There is great confusion in the world regarding how to interpret applied love. Often in our society if a person seeks the way of Christ by becoming the least that person is then viewed as weak. In reality it takes great strength to practice love. It takes the kind of strength that costs a person everything but leaves them fabulously wealthy in the end.

Mother Teresa was/is in my opinion one of the greatest Christians the world has ever known. Often when dignitaries and respected persons would ask her to come and speak at various conferences, seminars and media events, she would sneak away during breaks to eat or spend time with the homeless or otherwise marginalized people who inhabited the fringes of these gatherings. It appears that in her position of prominence what she most valued was seeking to include the ostracized. In a world filled with influential and “powerful” individuals whom she had, by the grace of God, been granted access to, she made sure not to lose sight of the true mission.

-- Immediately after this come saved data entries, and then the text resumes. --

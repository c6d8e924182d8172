//! Network readiness probe: DNS resolution plus a TCP connect to the update host

use std::net::SocketAddr;
use std::time::Duration;

use anyhow::{Context, Result, anyhow, bail};
use tokio::net::TcpStream;
use tokio::time::{Instant, timeout};
use tracing::{debug, info, warn};
use url::Url;

const RETRY_INTERVAL: Duration = Duration::from_millis(500);

/// `host:port` of the update server, with the scheme's default port filled in
pub fn update_host(update_url: &str) -> Result<(String, u16)> {
    let url = Url::parse(update_url).with_context(|| format!("Invalid update URL: {update_url}"))?;
    let host = url
        .host_str()
        .ok_or_else(|| anyhow!("Update URL has no host: {update_url}"))?;
    let port = url
        .port_or_known_default()
        .ok_or_else(|| anyhow!("Update URL has no port: {update_url}"))?;
    let host = host.trim_start_matches('[').trim_end_matches(']');
    Ok((host.to_string(), port))
}

/// Resolve the host and open one TCP connection to it
pub async fn probe(host: &str, port: u16, connect_timeout: Duration) -> Result<SocketAddr> {
    let addrs: Vec<SocketAddr> = tokio::net::lookup_host((host, port))
        .await
        .with_context(|| format!("Failed to resolve {host}"))?
        .collect();
    if addrs.is_empty() {
        bail!("{host} resolved to no addresses");
    }

    let mut last_error = None;
    for addr in addrs {
        match timeout(connect_timeout, TcpStream::connect(addr)).await {
            Ok(Ok(_stream)) => return Ok(addr),
            Ok(Err(e)) => last_error = Some(anyhow!(e).context(format!("connect to {addr}"))),
            Err(_elapsed) => last_error = Some(anyhow!("connect to {addr} timed out")),
        }
    }
    Err(last_error.unwrap_or_else(|| anyhow!("no address of {host} was reachable")))
}

/// Retry [`probe`] against the update host until it succeeds or `deadline` passes
pub async fn wait_for_network(update_url: &str, deadline: Duration) -> Result<SocketAddr> {
    let (host, port) = update_host(update_url)?;
    let give_up = Instant::now() + deadline;
    let mut attempts: u32 = 0;

    loop {
        attempts = attempts.saturating_add(1);
        let remaining = give_up.saturating_duration_since(Instant::now());
        match probe(&host, port, remaining.max(Duration::from_millis(1))).await {
            Ok(addr) => {
                info!(%addr, attempts, "Network is up");
                return Ok(addr);
            }
            Err(e) if Instant::now() + RETRY_INTERVAL < give_up => {
                debug!(host = %host, port, attempts, error = %e, "Update host not reachable yet");
                tokio::time::sleep(RETRY_INTERVAL).await;
            }
            Err(e) => {
                warn!(host = %host, port, attempts, error = %e, "Gave up waiting for network");
                return Err(e.context(format!("{host}:{port} unreachable after {attempts} attempts")));
            }
        }
    }
}
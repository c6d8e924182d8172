//! Logging setup for the agent binary

use anyhow::{Result, anyhow};
use tracing::info;

/// Logging configuration
#[derive(Debug, Clone)]
pub struct LoggingConfig {
    /// Log level filter, used when `RUST_LOG` is not set
    pub level: tracing::Level,
    /// Emit JSON lines instead of human-readable output
    pub json_format: bool,
}

impl Default for LoggingConfig {
    fn default() -> Self {
        Self {
            level: tracing::Level::INFO,
            json_format: false,
        }
    }
}

impl LoggingConfig {
    /// Map a `-v` count onto a level
    pub fn from_verbosity(verbose: u8, json_format: bool) -> Self {
        let level = match verbose {
            0 => tracing::Level::INFO,
            1 => tracing::Level::DEBUG,
            _ => tracing::Level::TRACE,
        };
        Self { level, json_format }
    }
}

/// Install the global subscriber
pub fn init_logging(config: &LoggingConfig) -> Result<()> {
    use tracing_subscriber::{EnvFilter, Layer, fmt, layer::SubscriberExt, util::SubscriberInitExt};

    let env_filter = EnvFilter::try_from_default_env()
        .unwrap_or_else(|_| EnvFilter::new(config.level.to_string()));

    let fmt_layer = if config.json_format {
        fmt::layer().json().boxed()
    } else {
        fmt::layer().with_target(false).boxed()
    };

    tracing_subscriber::registry()
        .with(env_filter)
        .with(fmt_layer)
        .try_init()
        .map_err(|e| anyhow!("Failed to initialize logging: {e}"))?;

    info!(
        level = %config.level,
        json = config.json_format,
        "Logging initialized"
    );
    Ok(())
}
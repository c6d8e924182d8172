//! OTA agent configuration

use std::path::Path;
use std::time::Duration;

use anyhow::{Context, Result};
use serde::{Deserialize, Serialize};
use thiserror::Error;
use tracing::{debug, info, warn};

use crate::policy::PolicyConfig;
use crate::transport::FetchRequest;

/// Configuration validation errors
#[derive(Error, Debug, Clone, PartialEq, Eq)]
pub enum ConfigError {
    /// No update URL configured
    #[error("update URL is empty")]
    EmptyUrl,

    /// URL scheme is neither `https` nor `http`
    #[error("unsupported URL scheme in {0}")]
    UnsupportedScheme(String),

    /// `http://` URL without explicit opt-in
    #[error("plaintext URL {0} requires allow_plaintext_http")]
    PlaintextNotAllowed(String),

    /// A duration or size that must be positive is zero
    #[error("{0} must be greater than zero")]
    Zero(&'static str),
}

/// OTA agent configuration.
///
/// Durations are stored in milliseconds, matching the JSON representation.
#[derive(Debug, Clone, PartialEq, Eq, Serialize, Deserialize)]
#[serde(default)]
pub struct OtaConfig {
    /// Firmware image URL
    pub update_url: String,
    /// Receive timeout for connecting and for every read
    pub receive_timeout_ms: u64,
    /// Accept `http://` update URLs
    pub allow_plaintext_http: bool,
    /// Treat a changed version label as a reason to update
    pub enforce_version_check: bool,
    /// Treat a changed content hash as a reason to update
    pub require_hash_change: bool,
    /// Refuse images below the device security version floor
    pub enforce_rollback_floor: bool,
    /// Fetch the image with HTTP range requests
    pub partial_download: bool,
    /// Largest range request in bytes when `partial_download` is set
    pub max_request_size: usize,
    /// How long `check_for_update` waits for the attempt
    pub completion_timeout_ms: u64,
    /// Delay between commit and restart
    pub reboot_delay_ms: u64,
}

impl Default for OtaConfig {
    fn default() -> Self {
        Self {
            update_url: "https://localhost:8070/ota.bin".to_string(),
            receive_timeout_ms: 5000,
            allow_plaintext_http: false,
            enforce_version_check: true,
            require_hash_change: true,
            enforce_rollback_floor: false,
            partial_download: false,
            max_request_size: 16 * 1024,
            completion_timeout_ms: 60_000,
            reboot_delay_ms: 1000,
        }
    }
}

impl OtaConfig {
    /// Load configuration from `path`, writing the defaults there if it does
    /// not exist yet
    pub async fn load_from_path<P: AsRef<Path>>(path: P) -> Result<Self> {
        let path = path.as_ref();

        if !tokio::fs::try_exists(path)
            .await
            .with_context(|| format!("Failed to stat config file: {}", path.display()))?
        {
            info!(path = %path.display(), "Config file not found, creating default");
            let config = Self::default();
            config.save_to_path(path).await?;
            return Ok(config);
        }

        let content = tokio::fs::read_to_string(path)
            .await
            .with_context(|| format!("Failed to read config file: {}", path.display()))?;

        let config: OtaConfig = serde_json::from_str(&content)
            .with_context(|| format!("Failed to parse config file: {}", path.display()))?;

        config
            .validate()
            .with_context(|| format!("Invalid config file: {}", path.display()))?;

        debug!(path = %path.display(), "Loaded config");
        Ok(config)
    }

    /// Write configuration to `path` as pretty JSON
    pub async fn save_to_path<P: AsRef<Path>>(&self, path: P) -> Result<()> {
        let path = path.as_ref();

        if let Some(parent) = path.parent()
            && !parent.as_os_str().is_empty()
        {
            tokio::fs::create_dir_all(parent)
                .await
                .context("Failed to create config directory")?;
        }

        let content = serde_json::to_string_pretty(self).context("Failed to serialize config")?;

        tokio::fs::write(path, content)
            .await
            .with_context(|| format!("Failed to write config file: {}", path.display()))?;
        Ok(())
    }

    /// Check the configuration is usable
    pub fn validate(&self) -> Result<(), ConfigError> {
        let url = self.update_url.trim();
        if url.is_empty() {
            return Err(ConfigError::EmptyUrl);
        }
        if url.starts_with("http://") {
            if !self.allow_plaintext_http {
                return Err(ConfigError::PlaintextNotAllowed(url.to_string()));
            }
        } else if !url.starts_with("https://") {
            return Err(ConfigError::UnsupportedScheme(url.to_string()));
        }

        if self.receive_timeout_ms == 0 {
            return Err(ConfigError::Zero("receive_timeout_ms"));
        }
        if self.partial_download && self.max_request_size == 0 {
            return Err(ConfigError::Zero("max_request_size"));
        }
        if self.completion_timeout_ms == 0 {
            return Err(ConfigError::Zero("completion_timeout_ms"));
        }

        if self.allow_plaintext_http {
            warn!("allow_plaintext_http is enabled; this is NOT secure");
        }
        Ok(())
    }

    /// Receive timeout
    pub fn receive_timeout(&self) -> Duration {
        Duration::from_millis(self.receive_timeout_ms)
    }

    /// Caller wait bound for one update attempt
    pub fn completion_timeout(&self) -> Duration {
        Duration::from_millis(self.completion_timeout_ms)
    }

    /// Delay between commit and restart
    pub fn reboot_delay(&self) -> Duration {
        Duration::from_millis(self.reboot_delay_ms)
    }

    /// Policy gates derived from this configuration
    pub fn policy(&self) -> PolicyConfig {
        PolicyConfig {
            enforce_version_check: self.enforce_version_check,
            require_hash_change: self.require_hash_change,
            enforce_rollback_floor: self.enforce_rollback_floor,
        }
    }

    /// Transport request derived from this configuration
    pub fn fetch_request(&self) -> FetchRequest {
        FetchRequest {
            url: self.update_url.clone(),
            timeout: self.receive_timeout(),
            max_request_size: self.partial_download.then_some(self.max_request_size),
            allow_plaintext_http: self.allow_plaintext_http,
        }
    }
}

Surely she used the opportunities that God gave her to advance the cause of feeding the poor and caring for the sick, and in so doing rubbed elbows with members of the elite. In her spiritual heart though beat the pulse of the Christ. It was His blood that infused her parts. It was the clarion call of Christ the victor, the King Jesus that moved her. In her desire to show love to those that would not have been welcome inside the arena of the actual “event” the spirit of God broke through. Just as Jesus spent His time with the nobodies and wasted Himself on those of dubious social standing, Mother Teresa likewise pursued His example.

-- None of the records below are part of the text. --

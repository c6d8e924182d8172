//! reqwest-backed [`Transport`]

use std::time::Duration;

use async_trait::async_trait;
use ota_core::OtaError;
use ota_core::transport::{FetchRequest, ImageStream, Transport};
use reqwest::header::{CONTENT_RANGE, RANGE};
use reqwest::{Client, Response, StatusCode};
use tracing::{debug, info, warn};

use crate::error::{body_error, request_error};
use crate::range::{content_range_total, range_header};

/// Fetches firmware images over HTTPS.
///
/// Connections are kept alive between range requests by the underlying
/// client. Failures are never retried.
#[derive(Debug, Clone)]
pub struct HttpTransport {
    client: Client,
}

impl HttpTransport {
    /// Build a transport with a rustls client and the webpki root store
    pub fn new() -> Result<Self, OtaError> {
        let client = Client::builder()
            .user_agent(concat!("ota-agent/", env!("CARGO_PKG_VERSION")))
            .build()
            .map_err(|e| OtaError::TlsFailure(format!("Failed to create HTTP client: {e}")))?;
        Ok(Self { client })
    }

    /// Use a preconfigured client
    pub fn with_client(client: Client) -> Self {
        Self { client }
    }

    async fn get(
        &self,
        url: &str,
        timeout: Duration,
        range: Option<String>,
    ) -> Result<Response, OtaError> {
        let mut builder = self.client.get(url);
        if let Some(range) = range {
            builder = builder.header(RANGE, range);
        }

        match tokio::time::timeout(timeout, builder.send()).await {
            Ok(Ok(response)) => Ok(response),
            Ok(Err(e)) => Err(request_error(&e, url)),
            Err(_elapsed) => Err(OtaError::TransportTimeout(format!(
                "{url}: no response within {}ms",
                timeout.as_millis()
            ))),
        }
    }
}

fn status_error(url: &str, status: StatusCode) -> OtaError {
    OtaError::TransportUnreachable(format!(
        "{url}: server returned {} - {}",
        status.as_u16(),
        status.canonical_reason().unwrap_or("Unknown")
    ))
}

#[derive(Debug)]
enum Mode {
    /// One streaming response carries the whole image
    Whole,
    /// Successive range requests of at most `chunk` bytes
    Ranged { next_offset: u64, chunk: u64 },
}

/// Image stream over one or more HTTP responses
#[derive(Debug)]
pub struct HttpStream {
    transport: HttpTransport,
    url: String,
    timeout: Duration,
    response: Option<Response>,
    response_bytes: u64,
    content_length: Option<u64>,
    mode: Mode,
}

impl HttpStream {
    /// Whether the stream is using range requests
    pub fn is_ranged(&self) -> bool {
        matches!(self.mode, Mode::Ranged { .. })
    }

    async fn next_range(&mut self) -> Result<bool, OtaError> {
        let Mode::Ranged { next_offset, chunk } = self.mode else {
            return Ok(false);
        };
        let Some(total) = self.content_length else {
            return Ok(false);
        };
        if next_offset >= total {
            return Ok(false);
        }

        let len = chunk.min(total.saturating_sub(next_offset));
        let response = self
            .transport
            .get(&self.url, self.timeout, Some(range_header(next_offset, len)))
            .await?;
        if response.status() != StatusCode::PARTIAL_CONTENT {
            return Err(OtaError::TransportIo(format!(
                "{}: expected 206 for range at {next_offset}, got {}",
                self.url,
                response.status()
            )));
        }

        debug!(offset = next_offset, len, total, "Requested image range");
        self.response = Some(response);
        self.response_bytes = 0;
        Ok(true)
    }
}

#[async_trait]
impl ImageStream for HttpStream {
    fn content_length(&self) -> Option<u64> {
        self.content_length
    }

    async fn read_next_chunk(&mut self) -> Result<Option<Vec<u8>>, OtaError> {
        loop {
            if let Some(response) = self.response.as_mut() {
                let chunk = match tokio::time::timeout(self.timeout, response.chunk()).await {
                    Ok(Ok(chunk)) => chunk,
                    Ok(Err(e)) => return Err(body_error(&e)),
                    Err(_elapsed) => {
                        return Err(OtaError::TransportTimeout(format!(
                            "{}: no data within {}ms",
                            self.url,
                            self.timeout.as_millis()
                        )));
                    }
                };

                match chunk {
                    Some(bytes) if !bytes.is_empty() => {
                        let len = u64::try_from(bytes.len()).unwrap_or(u64::MAX);
                        self.response_bytes = self.response_bytes.saturating_add(len);
                        if let Mode::Ranged { next_offset, .. } = &mut self.mode {
                            *next_offset = next_offset.saturating_add(len);
                        }
                        return Ok(Some(bytes.to_vec()));
                    }
                    Some(_) => continue,
                    None => {
                        self.response = None;
                        if self.is_ranged() && self.response_bytes == 0 {
                            return Err(OtaError::TransportIo(format!(
                                "{}: empty range response",
                                self.url
                            )));
                        }
                    }
                }
            }

            if !self.next_range().await? {
                return Ok(None);
            }
        }
    }
}

#[async_trait]
impl Transport for HttpTransport {
    type Stream = HttpStream;

    async fn open(&self, request: &FetchRequest) -> Result<HttpStream, OtaError> {
        let url = request.url.as_str();
        if url.starts_with("http://") {
            if !request.allow_plaintext_http {
                return Err(OtaError::TlsFailure(format!(
                    "{url}: plaintext HTTP refused; enable allow_plaintext_http to permit it"
                )));
            }
            warn!(url, "Fetching firmware over plaintext HTTP; this is NOT secure");
        }

        let first_range = request
            .max_request_size
            .map(|max| range_header(0, u64::try_from(max).unwrap_or(u64::MAX)));
        let response = self.get(url, request.timeout, first_range).await?;
        let status = response.status();

        let (content_length, mode) = match (status, request.max_request_size) {
            (StatusCode::PARTIAL_CONTENT, Some(max)) => {
                let Some(total) = response
                    .headers()
                    .get(CONTENT_RANGE)
                    .and_then(|v| v.to_str().ok())
                    .and_then(content_range_total)
                else {
                    // the image length is unknown, so the end of the image could not be detected
                    return Err(OtaError::TransportIo(format!(
                        "{url}: partial response without a total length in Content-Range"
                    )));
                };
                let chunk = u64::try_from(max).unwrap_or(u64::MAX).max(1);
                (
                    Some(total),
                    Mode::Ranged {
                        next_offset: 0,
                        chunk,
                    },
                )
            }
            (StatusCode::PARTIAL_CONTENT, None) => {
                return Err(OtaError::TransportIo(format!(
                    "{url}: unrequested partial response"
                )));
            }
            (s, Some(_)) if s.is_success() => {
                info!(url, status = s.as_u16(), "Server ignored range request; streaming whole image");
                (response.content_length(), Mode::Whole)
            }
            (s, None) if s.is_success() => (response.content_length(), Mode::Whole),
            (s, _) => return Err(status_error(url, s)),
        };

        debug!(url, content_length = ?content_length, ?mode, "Opened image stream");
        Ok(HttpStream {
            transport: self.clone(),
            url: url.to_string(),
            timeout: request.timeout,
            response: Some(response),
            response_bytes: 0,
            content_length,
            mode,
        })
    }
}
//! Core components for signing API gateway requests.
//!
//! This crate carries everything a signing scheme needs that is not the
//! scheme itself: the capability [`Context`], the credential and signing
//! traits, the [`Signer`] orchestrator and the shared hash, time and
//! redaction helpers. Scheme crates (such as `gwsign-aliyun-apigw`)
//! implement the traits; applications wire the pieces together.
//!
//! ## Overview
//!
//! Three abstractions make up the signing pipeline:
//!
//! - [`ProvideCredential`] resolves key material (from the environment, a
//!   file, a metadata service) through the [`Context`], never through
//!   ambient process state.
//! - [`SignRequest`] turns a credential plus `http::request::Parts` into
//!   a signed request, in place.
//! - [`Signer`] ties the two together and caches the credential while it
//!   stays valid.
//!
//! ## Example
//!
//! ```
//! use async_trait::async_trait;
//! use bytes::Bytes;
//! use gwsign_core::{
//!     hash, Context, OsEnv, ProvideCredential, Result, SignRequest, Signer, SigningCredential,
//! };
//! use http::request::Parts;
//!
//! // The key material your gateway hands out.
//! #[derive(Clone, Debug)]
//! struct DemoCredential {
//!     app_key: String,
//!     app_secret: String,
//! }
//!
//! impl SigningCredential for DemoCredential {
//!     fn is_valid(&self) -> bool {
//!         !self.app_key.is_empty() && !self.app_secret.is_empty()
//!     }
//! }
//!
//! // Resolve the pair from the environment, through the context.
//! #[derive(Debug)]
//! struct DemoLoader;
//!
//! #[async_trait]
//! impl ProvideCredential for DemoLoader {
//!     type Credential = DemoCredential;
//!
//!     async fn provide_credential(&self, ctx: &Context) -> Result<Option<Self::Credential>> {
//!         let (Some(app_key), Some(app_secret)) =
//!             (ctx.env_var("DEMO_APP_KEY"), ctx.env_var("DEMO_APP_SECRET"))
//!         else {
//!             return Ok(None);
//!         };
//!
//!         Ok(Some(DemoCredential {
//!             app_key,
//!             app_secret,
//!         }))
//!     }
//! }
//!
//! // A toy scheme: HMAC the path, attach key and tag.
//! #[derive(Debug)]
//! struct DemoBuilder;
//!
//! #[async_trait]
//! impl SignRequest for DemoBuilder {
//!     type Credential = DemoCredential;
//!
//!     async fn sign_request(
//!         &self,
//!         _ctx: &Context,
//!         req: &mut Parts,
//!         _body: Option<&Bytes>,
//!         credential: Option<&Self::Credential>,
//!     ) -> Result<()> {
//!         let cred = credential
//!             .ok_or_else(|| gwsign_core::Error::credential_invalid("no credential loaded"))?;
//!
//!         let tag =
//!             hash::base64_hmac_sha256(cred.app_secret.as_bytes(), req.uri.path().as_bytes());
//!         req.headers.insert("x-demo-key", cred.app_key.parse()?);
//!         req.headers.insert("x-demo-signature", tag.parse()?);
//!         Ok(())
//!     }
//! }
//!
//! # async fn example() -> Result<()> {
//! let signer = Signer::new(Context::new().with_env(OsEnv), DemoLoader, DemoBuilder);
//!
//! let mut parts = http::Request::get("https://gateway.example.com/v1/echo")
//!     .body(())
//!     .unwrap()
//!     .into_parts()
//!     .0;
//!
//! signer.sign(&mut parts, None).await?;
//! # Ok(())
//! # }
//! ```
//!
//! ## Capabilities
//!
//! IO happens behind three seams on the [`Context`]: [`FileRead`],
//! [`HttpSend`] and [`Env`]. The companion crates
//! `gwsign-file-read-tokio` and `gwsign-http-send-reqwest` provide the
//! production implementations; [`StaticEnv`] and the no-op defaults keep
//! tests hermetic.
//!
//! ## Helper modules
//!
//! - [`hash`]: base64, HMAC-SHA256 and Content-MD5 digests
//! - [`time`]: the timestamp type and epoch-millisecond formatting
//! - [`utils`]: `Redact` for keeping secrets out of Debug output

// Make sure all our public APIs have docs.
#![warn(missing_docs)]

pub mod hash;
pub mod time;
pub mod utils;

mod context;
pub use context::{Context, Env, FileRead, HttpSend, OsEnv, StaticEnv};

mod api;
pub use api::{ProvideCredential, SignRequest, SigningCredential};
mod chain;
pub use chain::ProvideCredentialChain;
mod error;
pub use error::{Error, ErrorKind, Result};
mod request;
pub use request::SigningRequest;
mod signer;
pub use signer::Signer;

I wonder if she ever had people around her telling her that she could accomplish far more if she would more diligently pursue the influential. I wonder if Christ ever heard similar things from those who sought to advise Him. I wonder if I have been convinced of something like this. I wonder who would attempt to do the convincing. I wonder why my Jesus said that He came to bring a SWORD. It is important always to remember what this sword looks like.

Consider this statement.
“In boundless love as a Christian and as a man I read through the passage which tells us of how the Lord at last rose in His might and seized the scourge to drive out the Temple brood of vipers and adders. How terrific was His fight for the world against the Jewish poison.”
- Adolf Hitler
What voice of love must the man have been listening to? In what shape was the sword the he envisioned?

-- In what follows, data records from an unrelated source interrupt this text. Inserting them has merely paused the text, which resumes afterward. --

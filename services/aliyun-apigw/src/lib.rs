//! Aliyun API Gateway signing implementation for gwsign.
//!
//! This crate signs requests for APIs published behind Alibaba Cloud API
//! Gateway using the app key pair ("simple authentication") scheme.
//!
//! ## Overview
//!
//! The gateway authenticates callers by an HMAC-SHA256 signature over a
//! canonical description of the request: the method, a fixed set of
//! headers, every `X-Ca-` header, and the merged query and form
//! parameters. This crate assembles that canonical string, computes the
//! signature and attaches the `X-Ca-Signature` header family, with
//! credential loading from environment variables or explicit
//! configuration.
//!
//! ## Quick Start
//!
//! ```no_run
//! use gwsign_aliyun_apigw::{RequestSigner, StaticCredentialProvider};
//! use gwsign_core::{Context, Signer};
//!
//! #[tokio::main]
//! async fn main() -> anyhow::Result<()> {
//!     let signer = Signer::new(
//!         Context::new(),
//!         StaticCredentialProvider::new("app_key", "app_secret"),
//!         RequestSigner::new(),
//!     );
//!
//!     let (mut parts, _) = http::Request::get("https://abcdef.gateway.example.com/v1/echo?q=1")
//!         .body(())
//!         .unwrap()
//!         .into_parts();
//!
//!     signer.sign(&mut parts, None).await?;
//!     Ok(())
//! }
//! ```
//!
//! ## Credential Sources
//!
//! ### Environment Variables
//!
//! ```bash
//! export ALIBABA_CLOUD_GATEWAY_APP_KEY=your-app-key
//! export ALIBABA_CLOUD_GATEWAY_APP_SECRET=your-app-secret
//! ```
//!
//! [`DefaultCredentialProvider`] reads them through the context, so tests
//! can inject a fake environment instead of touching the process.
//!
//! ### Explicit Configuration
//!
//! ```no_run
//! use gwsign_aliyun_apigw::{Config, EnvCredentialProvider};
//!
//! let config = Config::new()
//!     .with_app_key("your-app-key")
//!     .with_app_secret("your-app-secret");
//!
//! let loader = EnvCredentialProvider::new().with_config(config);
//! ```
//!
//! ## Signing Options
//!
//! ```no_run
//! use gwsign_aliyun_apigw::RequestSigner;
//!
//! // Route to the TEST stage, ask the gateway to echo signing details,
//! // and opt tracing headers into the signature.
//! let builder = RequestSigner::new()
//!     .with_stage("TEST")
//!     .with_debug_mode(true)
//!     .with_sign_headers(vec!["x-trace-".to_string()]);
//! ```
//!
//! ## Request Bodies
//!
//! Pass the body bytes alongside the request parts when signing. A body
//! declared as `application/x-www-form-urlencoded; charset=utf-8` is
//! parsed into key/value pairs that join the signature through the
//! resource block; any other body is hashed and transmitted with a
//! `Content-MD5` header.
//!
//! ```no_run
//! # use gwsign_aliyun_apigw::{RequestSigner, StaticCredentialProvider};
//! # use gwsign_core::{Context, Signer};
//! # #[tokio::main]
//! # async fn main() -> anyhow::Result<()> {
//! # let signer = Signer::new(
//! #     Context::new(),
//! #     StaticCredentialProvider::new("app_key", "app_secret"),
//! #     RequestSigner::new(),
//! # );
//! let body = bytes::Bytes::from_static(b"{\"page\":1}");
//! let (mut parts, _) = http::Request::post("https://abcdef.gateway.example.com/v1/search")
//!     .body(())
//!     .unwrap()
//!     .into_parts();
//!
//! signer.sign(&mut parts, Some(&body)).await?;
//! # Ok(())
//! # }
//! ```
//!
//! ## Examples
//!
//! Check out the examples directory:
//! - [Basic gateway operations](examples/gateway_operations.rs)
//! - [Custom credential chains](examples/custom_chain.rs)

mod constants;

mod config;
pub use config::Config;

mod credential;
pub use credential::Credential;

mod sign_request;
pub use sign_request::{string_to_sign, RequestSigner, StringToSign};

mod provide_credential;
pub use provide_credential::*;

Love it seems is elusive. I can find counterfeit versions of it everywhere, brilliant lights on crumbling hills, and tempting tastes of putrid ills. Love though, that great balm that heals and restores, woos and wins, unifies and sets apart; love requires a diligent pursuit of a very unique nature. It requires me to chase that which kills me, and to value that which places me in harms way. Love cost my Lord His life, though in dying for love the war itself was won.
What kind of strength is required for a man to lay down his very life to conform to a principle that remains half theory even in its most basic application? I guess the application of love must be dependent on other independent principles. A principle that states that love will do what it sets out to do when it is accurately applied would help quite a lot I think.

What shall we call this principle? Let’s call it FAITH. I wonder how the physical personification of Faith can be birthed into a world so in need of Love? Oh well I have Christmas presents to go buy so I guess I will close for now. I wonder what I should get my Dad for Christmas this year anyway.